И в этом - еще одна важная особенность романа Виталия
Бабенко...
О том, что книга - источник знаний, известно каждому с
младых ногтей. Но вот о том, что книга может быть источником
крупных неприятностей, по-прежнему ясно далеко не всем.
Многие по наивности до сих пор полагают, будто книгоиздательский
бизнес представляет собой ту заповедную зону, куда не
ступает нога крупного мафиози; некую область, где нравы
мягче, где конфликт интересов не провоцирует жестоких
"разборок" и где нарушения закона не выходят за пределы
традиционных уклонений от уплаты налогов (а кто без греха?).
Действительность, увы, опровергает такие успокоительные
дилетантские заблуждения. Автор этих строк в процессе
работы над романами "Перемена мест" и "Поставьте на черное"
сумел убедиться в этом самолично. Виталий Бабенко, следуя
в кильватере двух вышеназванных романов и, вместе с тем,
почти не сбиваясь на повтор уже сказанного ранее, также
старается приподнять завесу тайны над малоизвестной -
для широкой публики - теневой сферой бизнеса. Недаром
ведь детектив начинается с убийства издателя, замаскированного
под самоубийство, а заканчивается перестрелкой, в ходе
которой едва не гибнут еще один издатель и его сын. По
ходу чтения мы становимся свидетелями то рэкета, то киднэппинга,
то похищения дискет с набранной книгой. Вместе с читателем
Сергей Андреенко проходит путь от обычного страха перед
происходящим к остервенению и прозрению, а финальную пулю
воспринимает как искупление: как неизбежную плату за предательство
себя, молодого...
Жаль, что о безоговорочной удаче автора сказать все же
нельзя. Выбрав интересную тему и введя в действие нестандартного
героя, Виталий Бабенко удовлетворился этим, по-хорошему
не озаботясь ни динамикой повествования (сюжет разрывают
огромные и бессмысленные "этимологические" отступления),
ни правдоподобием конкретных деталей (все путешествие
героя в Америку описано крайне приблизительно, на уровне
комиксов: видно, что автор никогда не был в Штатах, либо,
побывав, ничего не запомнил, кроме американской улыбки...).
Стиль удручает ("пока сусальная краска не осыпалась с
розовой зари", "по дну души ползали мрачные предчувствия"
и т.п.); количество цитат, зачем-то позаимствованных героями
из популярного сборника "В мире мудрых мыслей", не поддается
счету (из-за чего многие разговоры персонажей оборачиваются
игрой в пинг-понг, где вместо мячика - заемная мудрость).
Все это существенно ослабляет сюжет, тормозит действие,
раздражает при чтении и потому непоправимо вредит роману,
в целом.
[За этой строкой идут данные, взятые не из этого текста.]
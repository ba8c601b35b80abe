// Redirection resolver
//
// Targets are opened by the shell before forking so that a bad target is
// reported to the interpreter. The child only rebinds the opened
// descriptors onto 0/1/2.

use crate::exec::ast::{Redirect, SimpleCommand};
use crate::exec::error::ExecError;
use crate::exec::expand::expand_word;
use log::debug;
use nix::errno::Errno;
use nix::fcntl::{fcntl, FcntlArg, FdFlag};
use nix::unistd::dup2;
use std::fs::{File, OpenOptions};
use std::os::fd::{AsRawFd, FromRawFd, IntoRawFd, OwnedFd, RawFd};
use std::os::unix::fs::OpenOptionsExt;

pub const STDIN: RawFd = libc::STDIN_FILENO;
pub const STDOUT: RawFd = libc::STDOUT_FILENO;
pub const STDERR: RawFd = libc::STDERR_FILENO;

const CREATE_MODE: u32 = 0o666;
// Saved copies stay clear of the descriptors commands expect to use
const SAVED_FD_MIN: RawFd = 10;

/// Descriptors opened for one simple command, not yet bound.
#[derive(Debug, Default)]
pub struct Redirections {
    input: Option<File>,
    output: Option<File>,
    error: Option<File>,
    // stderr goes to the same open file as stdout
    shared: bool,
}

impl Redirections {
    /// Bind every opened descriptor onto its standard stream.
    pub fn apply(self) -> Result<(), ExecError> {
        if let Some(file) = self.input {
            bind(file.into(), STDIN)?;
        }
        if let Some(file) = self.output {
            if self.shared {
                dup_onto(file.as_raw_fd(), STDERR)?;
            }
            bind(file.into(), STDOUT)?;
        }
        if let Some(file) = self.error {
            bind(file.into(), STDERR)?;
        }
        Ok(())
    }
}

/// Open every redirection target of `cmd`.
pub fn resolve(cmd: &SimpleCommand) -> Result<Redirections, ExecError> {
    // Input first: a missing input must not leave truncated outputs behind
    let input = match &cmd.input {
        Some(redirect) => {
            let path = expand_word(&redirect.target);
            debug!("redirect < {}", path);
            Some(File::open(&path).map_err(|source| ExecError::Redirection { path, source })?)
        }
        None => None,
    };
    Ok(Redirections { input, ..resolve_outputs(cmd)? })
}

/// Create or open the stdout/stderr targets and close them again.
///
/// Used by builtins that produce no stream output but must still establish
/// the files they were redirected to.
pub fn touch_outputs(cmd: &SimpleCommand) -> Result<(), ExecError> {
    let _ = resolve_outputs(cmd)?;
    Ok(())
}

fn resolve_outputs(cmd: &SimpleCommand) -> Result<Redirections, ExecError> {
    let mut res = Redirections::default();
    let out = cmd.output.as_ref().map(|r| (expand_word(&r.target), r));
    let err = cmd.error.as_ref().map(|r| (expand_word(&r.target), r));

    match (out, err) {
        (Some((out_path, out)), Some((err_path, _))) if out_path == err_path => {
            // One descriptor for both streams, or they would clobber each other
            res.output = Some(open_output(&out_path, out)?);
            res.shared = true;
        }
        (out, err) => {
            if let Some((path, redirect)) = out {
                res.output = Some(open_output(&path, redirect)?);
            }
            if let Some((path, redirect)) = err {
                res.error = Some(open_output(&path, redirect)?);
            }
        }
    }
    Ok(res)
}

/// Whether writes to `path` append rather than truncate.
///
/// A target that still carries a literal `>>` leaked from the parser is
/// treated as an append request.
pub fn is_append(redirect: &Redirect, path: &str) -> bool {
    redirect.append || path.contains(">>")
}

fn open_output(path: &str, redirect: &Redirect) -> Result<File, ExecError> {
    let append = is_append(redirect, path);
    debug!("redirect {} {}", if append { ">>" } else { ">" }, path);
    let mut opts = OpenOptions::new();
    opts.write(true).create(true).mode(CREATE_MODE);
    if append {
        opts.append(true);
    } else {
        opts.truncate(true);
    }
    opts.open(path).map_err(|source| ExecError::Redirection { path: path.to_string(), source })
}

/// Duplicate `fd` onto `target` and close the original.
pub fn bind(fd: OwnedFd, target: RawFd) -> Result<(), ExecError> {
    if fd.as_raw_fd() == target {
        // Already in place; keep it open across exec
        let raw = fd.into_raw_fd();
        fcntl(raw, FcntlArg::F_SETFD(FdFlag::empty())).map_err(|e| rebind_error(target, e))?;
        return Ok(());
    }
    dup_onto(fd.as_raw_fd(), target)
}

fn dup_onto(fd: RawFd, target: RawFd) -> Result<(), ExecError> {
    loop {
        match dup2(fd, target) {
            Ok(_) => return Ok(()),
            Err(Errno::EINTR) => continue,
            Err(e) => return Err(rebind_error(target, e)),
        }
    }
}

/// Take ownership of any raw descriptor holder, such as a pipe end.
pub fn owned<F: IntoRawFd>(f: F) -> OwnedFd {
    unsafe { OwnedFd::from_raw_fd(f.into_raw_fd()) }
}

/// Keep a close-on-exec copy of `target` so it can be restored later.
pub fn save(target: RawFd) -> Result<OwnedFd, ExecError> {
    let raw = fcntl(target, FcntlArg::F_DUPFD_CLOEXEC(SAVED_FD_MIN))
        .map_err(|e| rebind_error(target, e))?;
    Ok(unsafe { OwnedFd::from_raw_fd(raw) })
}

fn rebind_error(fd: RawFd, errno: Errno) -> ExecError {
    ExecError::Rebind { fd, source: errno.into() }
}

#[cfg(test)]
mod tests {
    use super::*;
    use crate::exec::ast::Word;
    use std::fs;

    fn out_cmd(path: &str, append: bool) -> SimpleCommand {
        let target = Word::literal(path);
        let redirect = if append { Redirect::append(target) } else { Redirect::truncate(target) };
        SimpleCommand::new("true", &[]).with_output(redirect)
    }

    #[test]
    fn test_append_marker_in_path() {
        let redirect = Redirect::truncate(Word::literal("log>>"));
        assert!(is_append(&redirect, "log>>"));
        assert!(!is_append(&redirect, "log"));
        assert!(is_append(&Redirect::append(Word::literal("log")), "log"));
    }

    #[test]
    fn test_missing_input_is_redirection_error() {
        let cmd = SimpleCommand::new("cat", &[])
            .with_input(Redirect::truncate(Word::literal("/definitely/not/here.txt")));
        match resolve(&cmd) {
            Err(ExecError::Redirection { path, .. }) => {
                assert_eq!(path, "/definitely/not/here.txt")
            }
            other => panic!("Expected redirection error, got {:?}", other),
        }
    }

    #[test]
    fn test_touch_creates_and_truncates() {
        let dir = tempfile::tempdir().unwrap();
        let path = dir.path().join("touched.txt");
        let path_str = path.to_string_lossy().into_owned();

        fs::write(&path, "old content").unwrap();
        touch_outputs(&out_cmd(&path_str, true)).unwrap();
        assert_eq!(fs::read_to_string(&path).unwrap(), "old content");

        touch_outputs(&out_cmd(&path_str, false)).unwrap();
        assert_eq!(fs::read_to_string(&path).unwrap(), "");
    }

    #[test]
    fn test_same_path_opens_once() {
        let dir = tempfile::tempdir().unwrap();
        let path = dir.path().join("both.txt").to_string_lossy().into_owned();
        let cmd = out_cmd(&path, false).with_error(Redirect::truncate(Word::literal(&path)));

        let res = resolve(&cmd).unwrap();
        assert!(res.shared);
        assert!(res.output.is_some());
        assert!(res.error.is_none());
    }

    #[test]
    fn test_distinct_paths_open_separately() {
        let dir = tempfile::tempdir().unwrap();
        let out = dir.path().join("out.txt").to_string_lossy().into_owned();
        let err = dir.path().join("err.txt").to_string_lossy().into_owned();
        let cmd = out_cmd(&out, false).with_error(Redirect::append(Word::literal(&err)));

        let res = resolve(&cmd).unwrap();
        assert!(!res.shared);
        assert!(res.output.is_some() && res.error.is_some());
        assert!(dir.path().join("err.txt").exists());
    }
}
// System command

use crate::exec::ast::SimpleCommand;
use crate::exec::commands::Builtin;
use crate::exec::context::ShellContext;
use crate::exec::error::ExecError;
use crate::exec::expand::build_argv;
use crate::exec::process::{self, Fork};
use crate::exec::redirect::{self, STDERR, STDOUT};
use crate::exec::status::{Status, EXIT_FAILURE};
use log::debug;
use nix::sys::signal::{signal, SigHandler, Signal};
use nix::unistd::execvp;
use std::ffi::CString;

/// Runs a program in a forked child and waits for it.
pub struct SystemCommand;

impl Builtin for SystemCommand {
    fn execute(&self, cmd: &SimpleCommand, _ctx: &mut ShellContext) -> Result<Status, ExecError> {
        let argv = build_argv(cmd);
        let verb = argv.first().cloned().unwrap_or_default();

        // Everything the child needs is prepared up front
        let Some(c_argv) = to_c_argv(&argv) else {
            return Err(ExecError::Exec { verb });
        };
        let failure = format!("{}\n", ExecError::Exec { verb: verb.clone() });
        let redirections = redirect::resolve(cmd)?;

        debug!("exec: {}", shell_words::join(&argv));
        match process::fork()? {
            Fork::Child => {
                if let Err(e) = redirections.apply() {
                    process::write_fd(STDERR, format!("{}\n", e).as_bytes());
                    process::exit_child(EXIT_FAILURE);
                }
                // The runtime ignores SIGPIPE; programs expect the default
                let _ = unsafe { signal(Signal::SIGPIPE, SigHandler::SigDfl) };
                // Only returns on failure
                let _ = execvp(&c_argv[0], &c_argv);
                process::write_fd(STDOUT, failure.as_bytes());
                process::exit_child(EXIT_FAILURE)
            }
            Fork::Parent(pid) => {
                // Our copies of the redirection targets are no longer needed
                drop(redirections);
                let code = process::wait_for(pid)?;
                debug!("{} (pid {}) exited with {}", verb, pid, code);
                Ok(Status::Code(code))
            }
        }
    }
}

/// Argument vector for execvp; `None` when it is empty or holds a NUL byte.
fn to_c_argv(argv: &[String]) -> Option<Vec<CString>> {
    if argv.is_empty() {
        return None;
    }
    argv.iter().map(|arg| CString::new(arg.as_str()).ok()).collect()
}

#[cfg(test)]
mod tests {
    use super::*;

    #[test]
    fn test_c_argv_rejects_interior_nul() {
        assert!(to_c_argv(&["echo".to_string(), "a\0b".to_string()]).is_none());
        assert!(to_c_argv(&[]).is_none());
        let c_argv = to_c_argv(&["ls".to_string(), "-l".to_string()]).unwrap();
        assert_eq!(c_argv.len(), 2);
        assert_eq!(c_argv[0].as_bytes(), b"ls");
    }
}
Книга, поднявшись над уровнем нуля (обычный ширпотреб,
начало отсчета), не достигает цифры "один", остановившись
где-то на полдороге.
Что ж, подождем новых книг. У Виталия Бабенко есть все
задатки, чтобы со временем стать неплохим беллетристом,
- фантазия, начитанность, свежий взгляд. Но сумеет ли
автор развить в себе эти качества, станет ясно гораздо
позднее.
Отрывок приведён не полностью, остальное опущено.